Huffington Post’s Own Editors Make It Look Like a Car Wreck

Finding Huffington Posts readership

Watching what’s happening to The Huffington Post lately is like looking at a car wreck.  It’s disappointing, saddening and possibly revolting, but you still can’t help but look.

Only what is going on at HuffPo’s offices these days could be more accurately described as a train wreck than a mere auto collision.

Started in 2005 by Arianna Huffington, and a few pals, HuffPo quickly rose to fame, not because of any journalistic skill, but because of their combined contacts.  Face it, if one of the Kardashian girls is a friend of yours, her contribution to your blog will send it into the stratosphere…until the world figures out that your blog is nothing but smoke-and-mirrors.

That is what is happening now to The Huffington Post.  Once a semi-respected news aggregate — think Drudge report — HuffPo is now little more than an electronic version of National Inquirer, tabloid journalism that panders the sensational instead of good, solid news and writing.

Compounding the problem is a business full of twenty-something — usually female — staffers who have been given the title “Editor”.  Unlike editors in real world journalism, the HuffPo editors are under-trained and unprofessionals who have been tricked into believingg the title they’re given actually means something.  Like the flagman at a highway construction sight, they have plenty of imagined authority and little responsibility in a job that doesn’t require any brains to perform.

Tabloid journalism and unprofessinal editors have combined to cost HuffPo roughtly 50% of it’s readers during the past twelve months.

It’s a shame to see the wreckage of what could have been a great thing falling and crumbling into ashes.

Editors Felt that bin Laden’s Death Wasn’t “Newsworthy”

Driving the overall exodus of qualified and talented writers is the lackidasical, unprofessional behavior on the part of it’s ‘editors’.

Many former HuffPo writers left the HP stable for other outlets saying, “they [the editors] treat their bloggers like idiots and make it so much more difficult than it’s worth to participate in their system”.

Consisting of ‘twenty-something’ individuals whose sole authority for their postiion is having managed to scrape by in a liberal arts school and graduate with a piece of paper telling them they were ready for the world, the editorial group should be more professional and knowledgeable considering the once-vaunted status of the publication for which they work.

Reality though is different.  Given authority which surpasses their wisdom, these pretenders are frustrating professional writers of all skill levels and are making decisions that are far beyond their maturity, ability and talent.

As they’ve taken HuffPo down the tabloid trail, items of legitimate news interest goes wanting.

Editors at HuffPo are notorious for failing to answer emails.  One main complaint of former writers is the silence received when a question is asked.  One writer said trying to contact an editor, “…was like trying to reach the Wizard of Oz behind the curtain.  In fact, I think this is the problem.
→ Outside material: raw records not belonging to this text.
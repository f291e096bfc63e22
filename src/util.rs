//! Shared helpers for pulling credentials and client info out of
//! request headers.

use axum::http::HeaderMap;

/// Extract a Bearer token from the Authorization header.
///
/// Returns the token without the "Bearer " prefix, or None if the
/// header is missing, malformed, or empty after the prefix.
pub fn extract_bearer_token(headers: &HeaderMap) -> Option<&str> {
    headers
        .get("Authorization")
        .and_then(|v| v.to_str().ok())
        .and_then(|s| s.strip_prefix("Bearer "))
        .map(|s| s.trim())
        .filter(|s| !s.is_empty())
}

/// Extract an API key from the X-API-Key header.
pub fn extract_api_key_header(headers: &HeaderMap) -> Option<&str> {
    headers
        .get("x-api-key")
        .and_then(|v| v.to_str().ok())
        .map(|s| s.trim())
        .filter(|s| !s.is_empty())
}

/// Extract client IP address and user-agent from request headers.
///
/// Tries `x-forwarded-for` first (for proxied requests), then
/// `x-real-ip`; both feed the structured auth decision logs.
pub fn extract_request_info(headers: &HeaderMap) -> (Option<String>, Option<String>) {
    let ip = headers
        .get("x-forwarded-for")
        .or_else(|| headers.get("x-real-ip"))
        .and_then(|v| v.to_str().ok())
        .map(String::from);

    let user_agent = headers
        .get("user-agent")
        .and_then(|v| v.to_str().ok())
        .map(String::from);

    (ip, user_agent)
}
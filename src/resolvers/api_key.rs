//! Opaque API key validation against the hashed key store.

use std::sync::Arc;

use crate::context::{AuthContext, AuthMethod};
use crate::crypto::hash_secret;
use crate::error::{AuthError, Result};
use crate::keystore::KeyStore;

pub struct ApiKeyResolver {
    store: Arc<KeyStore>,
}

impl ApiKeyResolver {
    pub fn new(store: Arc<KeyStore>) -> Self {
        Self { store }
    }

    /// Only the hash of the presented secret ever touches the store;
    /// plaintext keys are never persisted or logged.
    pub fn resolve(&self, presented: &str) -> Result<AuthContext> {
        if presented.is_empty() {
            return Err(AuthError::MissingKey);
        }

        let hash = hash_secret(presented);
        let stored = self.store.lookup(&hash).ok_or(AuthError::UnknownKey)?;

        if stored.revoked_at.is_some() {
            return Err(AuthError::RevokedKey);
        }

        let now = chrono::Utc::now().timestamp();
        if let Some(expires_at) = stored.expires_at {
            if expires_at <= now {
                return Err(AuthError::ExpiredKey);
            }
        }

        self.store.touch(&stored.id, now);

        Ok(AuthContext {
            method: AuthMethod::ApiKey,
            principal_id: stored.id,
            roles: stored.roles,
            expires_at: stored.expires_at,
        })
    }
}
//! Circuit breaker for named upstream dependencies.
//!
//! Closed → Open after `failure_threshold` consecutive failures.
//! Open → HalfOpen once the cooldown elapses; while open and cooling
//! down, `execute` fails fast with `CircuitOpen` without invoking the
//! wrapped call, which is the primary latency bound. HalfOpen closes
//! after `max(failure_threshold / 2, 1)` successes and reopens on any
//! failure.

use std::future::Future;
use std::sync::{Arc, Mutex};
use std::time::{Duration, Instant};

use crate::error::{AuthError, Result};
use crate::metrics::MetricsRecorder;

#[derive(Debug, Clone, Copy, PartialEq, Eq)]
pub enum BreakerState {
    Closed,
    Open,
    HalfOpen,
}

impl BreakerState {
    pub fn as_str(&self) -> &'static str {
        match self {
            BreakerState::Closed => "closed",
            BreakerState::Open => "open",
            BreakerState::HalfOpen => "half_open",
        }
    }
}

struct Inner {
    state: BreakerState,
    consecutive_failures: u32,
    half_open_successes: u32,
    last_failure_at: Option<Instant>,
}

type ClockFn = Box<dyn Fn() -> Instant + Send + Sync>;

pub struct CircuitBreaker {
    name: String,
    failure_threshold: u32,
    open_timeout: Duration,
    inner: Mutex<Inner>,
    metrics: Arc<dyn MetricsRecorder>,
    now_fn: ClockFn,
}

impl CircuitBreaker {
    pub fn new(
        name: impl Into<String>,
        failure_threshold: u32,
        open_timeout: Duration,
        metrics: Arc<dyn MetricsRecorder>,
    ) -> Self {
        Self::with_clock(name, failure_threshold, open_timeout, metrics, Box::new(Instant::now))
    }

    /// Construct with an injected clock so cooldown tests can move
    /// time instead of sleeping.
    pub fn with_clock(
        name: impl Into<String>,
        failure_threshold: u32,
        open_timeout: Duration,
        metrics: Arc<dyn MetricsRecorder>,
        now_fn: ClockFn,
    ) -> Self {
        Self {
            name: name.into(),
            failure_threshold: failure_threshold.max(1),
            open_timeout,
            inner: Mutex::new(Inner {
                state: BreakerState::Closed,
                consecutive_failures: 0,
                half_open_successes: 0,
                last_failure_at: None,
            }),
            metrics,
            now_fn,
        }
    }

    pub fn state(&self) -> BreakerState {
        self.inner.lock().unwrap_or_else(|p| p.into_inner()).state
    }

    /// Run `f` under breaker protection. The lock is never held while
    /// the wrapped call runs.
    pub async fn execute<T, F, Fut>(&self, f: F) -> Result<T>
    where
        F: FnOnce() -> Fut,
        Fut: Future<Output = Result<T>>,
    {
        self.before_call()?;
        let result = f().await;
        match &result {
            Ok(_) => self.on_success(),
            Err(e) => self.on_failure(e),
        }
        result
    }

    fn before_call(&self) -> Result<()> {
        let mut inner = self.inner.lock().unwrap_or_else(|p| p.into_inner());
        if inner.state == BreakerState::Open {
            let cooled_down = inner
                .last_failure_at
                .map(|at| (self.now_fn)().saturating_duration_since(at) > self.open_timeout)
                .unwrap_or(true);
            if !cooled_down {
                return Err(AuthError::CircuitOpen(self.name.clone()));
            }
            self.transition(&mut inner, BreakerState::HalfOpen);
            inner.half_open_successes = 0;
        }
        Ok(())
    }

    fn on_success(&self) {
        let mut inner = self.inner.lock().unwrap_or_else(|p| p.into_inner());
        match inner.state {
            BreakerState::HalfOpen => {
                inner.half_open_successes += 1;
                if inner.half_open_successes >= (self.failure_threshold / 2).max(1) {
                    self.transition(&mut inner, BreakerState::Closed);
                    inner.consecutive_failures = 0;
                    inner.half_open_successes = 0;
                }
            }
            _ => {
                inner.consecutive_failures = 0;
            }
        }
    }

    fn on_failure(&self, error: &AuthError) {
        let mut inner = self.inner.lock().unwrap_or_else(|p| p.into_inner());
        inner.last_failure_at = Some((self.now_fn)());
        match inner.state {
            BreakerState::HalfOpen => {
                tracing::warn!(breaker = %self.name, error = %error, "probe failed while half-open");
                inner.half_open_successes = 0;
                self.transition(&mut inner, BreakerState::Open);
            }
            _ => {
                inner.consecutive_failures += 1;
                if inner.consecutive_failures >= self.failure_threshold {
                    tracing::warn!(
                        breaker = %self.name,
                        failures = inner.consecutive_failures,
                        error = %error,
                        "failure threshold reached"
                    );
                    self.transition(&mut inner, BreakerState::Open);
                }
            }
        }
    }

    fn transition(&self, inner: &mut Inner, to: BreakerState) {
        if inner.state != to {
            tracing::info!(breaker = %self.name, from = inner.state.as_str(), to = to.as_str(), "breaker state change");
            inner.state = to;
            self.metrics.circuit_breaker_state(&self.name, to.as_str());
        }
    }
}
//! Meshguard - workload authentication and authorization for zero-trust meshes
//!
//! This library provides the core functionality for the Meshguard sidecar:
//! certificate lifecycle management, credential resolvers (mTLS, service JWT,
//! API key, OIDC), role-based authorization, and the resilience layer that
//! keeps identity-provider outages from cascading.

pub mod authorizer;
pub mod certstore;
pub mod config;
pub mod context;
pub mod crypto;
pub mod error;
pub mod handlers;
pub mod keystore;
pub mod metrics;
pub mod middleware;
pub mod resilience;
pub mod resolvers;
pub mod tasks;
pub mod util;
Behind the curtain of the Huffington Post, there’s a little bald man (or woman) who keeps trying to pretend they are the “Great and Powerful Oz”!

Many writers complained of HuffPo editors making changes to submissions without any input from the writer.  The changes discussed were not merely isolated word changes but the wholesale morphing of entire sentences and paragraphs which completely reversed the author’s original intention.  Editors at HuffPo also often fail to advise writers of revisions, acknowledge receipt of submissions and often drop items completely without any explanation given.

Jerry Nelson is an internationally known freelance photojournalist who used to contribute to The Huffington Post.  He quit when he realized the editors couldn’t pour piss out of a boot if the directions were written on the heel.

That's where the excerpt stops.